A lot of people seem to have it wrong. Walking is a different activity from running in terms of biomechanics, so it does not burn the same as running, although walking a mile at different paces burns roughly the same energy, and running a mile at different paces burns roughly the same energy (for the same weight individual).

From the ACSM position stand "Appropriate Intervention Strategies for Weight Loss and Prevention of Weight Regain for Healthy Adults" (Table 2, p. 2152):

Energy cost of walking 1 mile at 3 mph for a 140 pound male:

74 kcal (300 kcal in 81 minutes)

From the ACSM Position Stand on "Nutrition and Athletic Performance" (p. 2132):

Energy cost of running 1 mile at 6:00 pace for a 140 pound male:

96.53 kcal (0.253 kcal/min/kg)

This month's ACSM journal, Medicine & Science in Sport & Exercise, has a validation study of equations that estimate the energy cost of walking vs. running 1600 m.

Here is the pub med link to the abstract.

http://www.ncbi.nlm.nih.gov/entrez/query.fcgi?cmd=Retrieve&db=pubmed&dopt=Abstract&list_uids=15570150

The conclusion of the study was that running 1600 m required 481 kJ (115 kcal) and walking 1600 m required 340 kJ (81 kcal). 1 kcal=4.187 kJ.

The references of this article also lists many other studies that show the different energy cost required for walking compared to running.

I am glad we are finally getting some science-based answers on this topic.

This is how I would approach this question if it were in one of my former engineering classes.

I believe Chris Rock meant in a sort of half-assed answer is the following:

There are forces that are a result of friction (this would stay constant) and gravity (this varies with height). Because we are dealing with work, W = Fd, we can also use potential and kinetic energy (for you kiddies check the units they match!).

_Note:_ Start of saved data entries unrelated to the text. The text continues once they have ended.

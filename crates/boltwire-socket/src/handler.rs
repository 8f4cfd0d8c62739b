//! Response dispatch.
//!
//! The [`MessageHandler`] trait is what a transport feeds decoded responses
//! into. [`ResponseHandler`] is the connection's implementation: an ordered
//! queue of collectors, one per request, consumed front to back as summary
//! responses arrive.

use std::collections::{BTreeMap, VecDeque};
use std::fmt;
use std::sync::Arc;

use boltwire_core::{Logger, Logging, NoLogging, ServerError, Value};

use crate::collector::Collector;

/// Sink for decoded responses.
pub trait MessageHandler {
    /// SUCCESS summary for the oldest outstanding request.
    fn handle_success(&mut self, metadata: &BTreeMap<String, Value>);

    /// RECORD belonging to the oldest outstanding request. Not a summary.
    fn handle_record(&mut self, fields: &[Value]);

    /// FAILURE summary for the oldest outstanding request.
    fn handle_failure(&mut self, code: &str, message: &str);

    /// IGNORED summary for the oldest outstanding request.
    fn handle_ignored(&mut self);

    /// Number of sent requests still waiting for a summary.
    fn collectors_waiting(&self) -> usize;
}

/// Ordered collector queue plus captured server failure.
///
/// Collectors are appended when their request is queued but only count as
/// waiting once the request has been handed to the transport (see
/// [`ResponseHandler::mark_sent`]). Responses are only ever matched against
/// waiting collectors.
pub struct ResponseHandler {
    collectors: VecDeque<Box<dyn Collector>>,
    in_flight: usize,
    error: Option<ServerError>,
    log: Arc<dyn Logger>,
    log_responses: bool,
}

impl Default for ResponseHandler {
    fn default() -> Self {
        Self::with_logger(NoLogging.get_log(""))
    }
}

impl fmt::Debug for ResponseHandler {
    fn fmt(&self, f: &mut fmt::Formatter<'_>) -> fmt::Result {
        f.debug_struct("ResponseHandler")
            .field("queued", &self.collectors.len())
            .field("in_flight", &self.in_flight)
            .field("error", &self.error)
            .field("log_responses", &self.log_responses)
            .finish_non_exhaustive()
    }
}

impl ResponseHandler {
    /// Silent handler.
    pub fn new() -> Self {
        Self::default()
    }

    /// Handler reporting to `log`. Every response is logged at debug level
    /// when `log` has debug enabled at construction time.
    pub fn with_logger(log: Arc<dyn Logger>) -> Self {
        let log_responses = log.is_debug_enabled();
        Self {
            collectors: VecDeque::new(),
            in_flight: 0,
            error: None,
            log,
            log_responses,
        }
    }

    /// Queue the collector for the next request.
    pub fn append_collector(&mut self, collector: Box<dyn Collector>) {
        self.collectors.push_back(collector);
    }

    /// The oldest `count` not-yet-sent requests reached the transport.
    pub fn mark_sent(&mut self, count: usize) {
        self.in_flight = (self.in_flight + count).min(self.collectors.len());
    }

    /// Drop the `count` most recently queued collectors.
    ///
    /// Used when their requests were never transmitted and so will never be
    /// answered.
    pub fn discard_newest(&mut self, count: usize) {
        let keep = self.collectors.len().saturating_sub(count);
        self.collectors.truncate(keep);
        self.in_flight = self.in_flight.min(keep);
    }

    /// Drop every queued collector and any captured failure.
    pub fn clear(&mut self) {
        self.collectors.clear();
        self.in_flight = 0;
        self.error = None;
    }

    /// Did the server report a failure that has not been surfaced yet?
    pub fn server_failure_occurred(&self) -> bool {
        self.error.is_some()
    }

    /// Take the captured failure, clearing the failure state.
    pub fn take_server_failure(&mut self) -> Option<ServerError> {
        self.error.take()
    }

    fn next_collector(&mut self, response: &str) -> Option<Box<dyn Collector>> {
        if self.in_flight == 0 {
            self.log
                .warn(&format!("{response} arrived with no request waiting for it"));
            return None;
        }
        self.in_flight -= 1;
        self.collectors.pop_front()
    }
}

impl MessageHandler for ResponseHandler {
    fn handle_success(&mut self, metadata: &BTreeMap<String, Value>) {
        if self.log_responses {
            self.log.debug(&format!("S: SUCCESS {metadata:?}"));
        }
        if let Some(mut collector) = self.next_collector("SUCCESS") {
            collector.on_success(metadata);
        }
    }

    fn handle_record(&mut self, fields: &[Value]) {
        if self.log_responses {
            self.log.debug(&format!("S: RECORD {fields:?}"));
        }
        match self.collectors.front_mut() {
            Some(collector) if self.in_flight > 0 => collector.on_record(fields),
            _ => self.log.warn("RECORD arrived with no request waiting for it"),
        }
    }

    fn handle_failure(&mut self, code: &str, message: &str) {
        if self.log_responses {
            self.log.debug(&format!("S: FAILURE {code} \"{message}\""));
        }
        let error = ServerError::new(code, message);
        if let Some(mut collector) = self.next_collector("FAILURE") {
            collector.on_failure(&error);
        }
        if self.error.is_none() {
            self.error = Some(error);
        }
    }

    fn handle_ignored(&mut self) {
        if self.log_responses {
            self.log.debug("S: IGNORED");
        }
        if let Some(mut collector) = self.next_collector("IGNORED") {
            collector.on_ignored();
        }
    }

    fn collectors_waiting(&self) -> usize {
        self.in_flight
    }
}

#[cfg(test)]
mod tests {
    use std::sync::Mutex;

    use super::*;
    use crate::collector::{NoOpCollector, Outcome, RecordCollector};

    fn shared() -> Arc<Mutex<RecordCollector>> {
        RecordCollector::shared()
    }

    /// Logger keeping every line, with a configurable debug switch.
    struct Lines {
        debug: bool,
        lines: Mutex<Vec<String>>,
    }

    impl Lines {
        fn new(debug: bool) -> Arc<Self> {
            Arc::new(Self {
                debug,
                lines: Mutex::new(Vec::new()),
            })
        }

        fn take(&self) -> Vec<String> {
            std::mem::take(&mut *self.lines.lock().unwrap())
        }
    }

    impl Logger for Lines {
        fn error(&self, message: &str) {
            self.lines.lock().unwrap().push(format!("ERROR {message}"));
        }
        fn warn(&self, message: &str) {
            self.lines.lock().unwrap().push(format!("WARN {message}"));
        }
        fn info(&self, message: &str) {
            self.lines.lock().unwrap().push(format!("INFO {message}"));
        }
        fn debug(&self, message: &str) {
            self.lines.lock().unwrap().push(format!("DEBUG {message}"));
        }
        fn is_debug_enabled(&self) -> bool {
            self.debug
        }
    }

    #[test]
    fn dispatches_in_queue_order() {
        let run = shared();
        let pull = shared();
        let mut handler = ResponseHandler::new();
        handler.append_collector(Box::new(Arc::clone(&run)));
        handler.append_collector(Box::new(Arc::clone(&pull)));
        handler.mark_sent(2);

        handler.handle_success(&BTreeMap::new());
        assert_eq!(handler.collectors_waiting(), 1);

        handler.handle_record(&[Value::Integer(1)]);
        handler.handle_record(&[Value::Integer(2)]);
        handler.handle_success(&BTreeMap::new());

        assert_eq!(handler.collectors_waiting(), 0);
        assert!(run.lock().unwrap().records().is_empty());
        assert!(run.lock().unwrap().is_done());
        assert_eq!(pull.lock().unwrap().records().len(), 2);
        assert!(!handler.server_failure_occurred());
    }

    #[test]
    fn unsent_collectors_are_not_waiting() {
        let run = shared();
        let pull = shared();
        let mut handler = ResponseHandler::new();
        handler.append_collector(Box::new(Arc::clone(&run)));
        assert_eq!(handler.collectors_waiting(), 0);

        handler.mark_sent(1);
        handler.append_collector(Box::new(Arc::clone(&pull)));
        assert_eq!(handler.collectors_waiting(), 1);
        assert_eq!(handler.collectors.len(), 2);

        handler.handle_success(&BTreeMap::new());
        assert_eq!(handler.collectors_waiting(), 0);

        // Nothing in flight: the unsent PULL_ALL collector must not be consumed
        handler.handle_record(&[Value::Integer(9)]);
        handler.handle_success(&BTreeMap::new());
        assert!(pull.lock().unwrap().records().is_empty());
        assert!(!pull.lock().unwrap().is_done());
        assert_eq!(handler.collectors.len(), 1);

        // Marking more than is queued never overshoots
        handler.mark_sent(5);
        assert_eq!(handler.collectors_waiting(), 1);
    }

    #[test]
    fn failure_is_captured_once_and_cleared_by_take() {
        let run = shared();
        let pull = shared();
        let mut handler = ResponseHandler::new();
        handler.append_collector(Box::new(Arc::clone(&run)));
        handler.append_collector(Box::new(Arc::clone(&pull)));
        handler.mark_sent(2);

        handler.handle_failure("Neo.ClientError.Statement.SyntaxError", "bad");
        handler.handle_ignored();

        assert!(handler.server_failure_occurred());
        assert!(matches!(run.lock().unwrap().outcome(), Outcome::Failure(_)));
        assert_eq!(pull.lock().unwrap().outcome(), &Outcome::Ignored);

        let taken = handler.take_server_failure();
        assert_eq!(
            taken.as_ref().map(|e| e.code.as_str()),
            Some("Neo.ClientError.Statement.SyntaxError")
        );
        assert_eq!(taken.map(|e| e.message), Some("bad".to_string()));
        assert!(!handler.server_failure_occurred());
        assert!(handler.take_server_failure().is_none());
    }

    #[test]
    fn discard_newest_keeps_oldest() {
        let first = shared();
        let mut handler = ResponseHandler::new();
        handler.append_collector(Box::new(Arc::clone(&first)));
        handler.append_collector(Box::new(NoOpCollector));
        handler.append_collector(Box::new(NoOpCollector));
        handler.mark_sent(1);

        handler.discard_newest(2);
        assert_eq!(handler.collectors.len(), 1);
        assert_eq!(handler.collectors_waiting(), 1);

        handler.handle_success(&BTreeMap::new());
        assert!(first.lock().unwrap().is_done());

        handler.discard_newest(5);
        assert_eq!(handler.collectors_waiting(), 0);
    }

    #[test]
    fn unsolicited_responses_are_tolerated() {
        let log = Lines::new(false);
        let mut handler = ResponseHandler::with_logger(Arc::clone(&log) as Arc<dyn Logger>);
        handler.handle_record(&[Value::Null]);
        handler.handle_success(&BTreeMap::new());
        handler.handle_failure("Neo.DatabaseError.General.UnknownError", "boom");
        assert!(handler.server_failure_occurred());
        assert_eq!(log.take().len(), 3);

        handler.clear();
        assert!(!handler.server_failure_occurred());
    }

    #[test]
    fn responses_are_logged_only_with_debug_enabled() {
        let quiet = Lines::new(false);
        let mut handler = ResponseHandler::with_logger(Arc::clone(&quiet) as Arc<dyn Logger>);
        handler.append_collector(Box::new(NoOpCollector));
        handler.mark_sent(1);
        handler.handle_success(&BTreeMap::new());
        assert!(quiet.take().is_empty());

        let verbose = Lines::new(true);
        let mut handler = ResponseHandler::with_logger(Arc::clone(&verbose) as Arc<dyn Logger>);
        handler.append_collector(Box::new(NoOpCollector));
        handler.append_collector(Box::new(NoOpCollector));
        handler.mark_sent(2);
        handler.handle_record(&[Value::Integer(1)]);
        handler.handle_success(&BTreeMap::new());
        handler.handle_ignored();

        assert_eq!(
            verbose.take(),
            vec![
                "DEBUG S: RECORD [Integer(1)]".to_string(),
                "DEBUG S: SUCCESS {}".to_string(),
                "DEBUG S: IGNORED".to_string(),
            ]
        );
    }
}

In the case with running, as someone previously stated, both feet leave the ground resulting in a change in height (thanks for the back up by the way). Taking into consideration the force due to gravity or F=mg and taking the difference in height = h we have PE = mgh. Knowing that forces act independent of each other, in other words forces in the x-direction (back and forth if you will) have no effect of forces in the y-direction (up or down if you will) we can state that the KE required for the y-direction is where KE=PE or in other words 0.5mv^2=mgh. Therefore we can determine the KE require used during stride upward.

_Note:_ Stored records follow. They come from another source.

//! Pipelined socket connection for boltwire.
//!
//! `boltwire-socket` queues protocol messages locally, writes them to the
//! server in one batch and routes every response back to the collector that
//! was queued with its request.
//!
//! # Example
//!
//! ```rust,ignore
//! use std::collections::BTreeMap;
//! use boltwire_socket::{ConnectionConfig, RecordCollector, SocketConnection};
//!
//! let config = ConnectionConfig::new()
//!     .host("localhost")
//!     .network_timeout(std::time::Duration::from_secs(30));
//! let mut conn = SocketConnection::connect(&config, MyFormat::default())?;
//!
//! let records = RecordCollector::shared();
//! conn.init(config.user_agent.clone(), BTreeMap::new());
//! conn.run("RETURN 1 AS n", BTreeMap::new(), RecordCollector::shared());
//! conn.pull_all(records.clone());
//! conn.sync()?;
//! ```
//!
//! # Failure recovery
//!
//! After a FAILURE the server ignores every request until it sees RESET.
//! [`SocketConnection`] queues and sends that RESET itself before returning
//! the failure, and the failure is returned exactly once.

pub mod collector;
pub mod config;
pub mod connection;
pub mod handler;
pub mod transport;

pub use collector::{Collector, NoOpCollector, Outcome, RecordCollector};
pub use config::ConnectionConfig;
pub use connection::SocketConnection;
pub use handler::{MessageHandler, ResponseHandler};
pub use transport::{MessageFormat, SocketTransport, Transport};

KE forward would simply be Total Energy = KE + Frictional Forces*distance or in this case 1mile (Ffriction*d). It should be noted that the energy exerted to move forward should be use to overcome friction which brings your overall x-direction velocity down. If you can determine your velocity without friction perhaps that would be easier, but then again we dont have those types of surfaces in reality.

For simplicity I purposely disregarded geometry, but of course this SHOULD be included for both the x and y-directions.

Knowing the Law of Conservation of Energy, which states that energy can not be created or destroyed, it is safe to assume that the KE required to move at a specific pace would be the same energy the body must produce. In other words the KE from running (external) = Energy in Body (internal).

This is not a perfect explanation, but it is clear that walking velocity is much slower than running velocity and that there is a significant difference considering velocity in squared.

If you have the ability to get a physics book, I would suggest making a few assumptions such as the angle at which you leave the ground, using a point source (the center of your bodies gravity) the difference in height between the point source and above the ground, forces of friction from both shoes and ground, and the velocity at which you wish to run. Some of these you dont have to assume because you can measure them on your own. To have a better understanding drawing a diagram would help determine your forces and trajectory.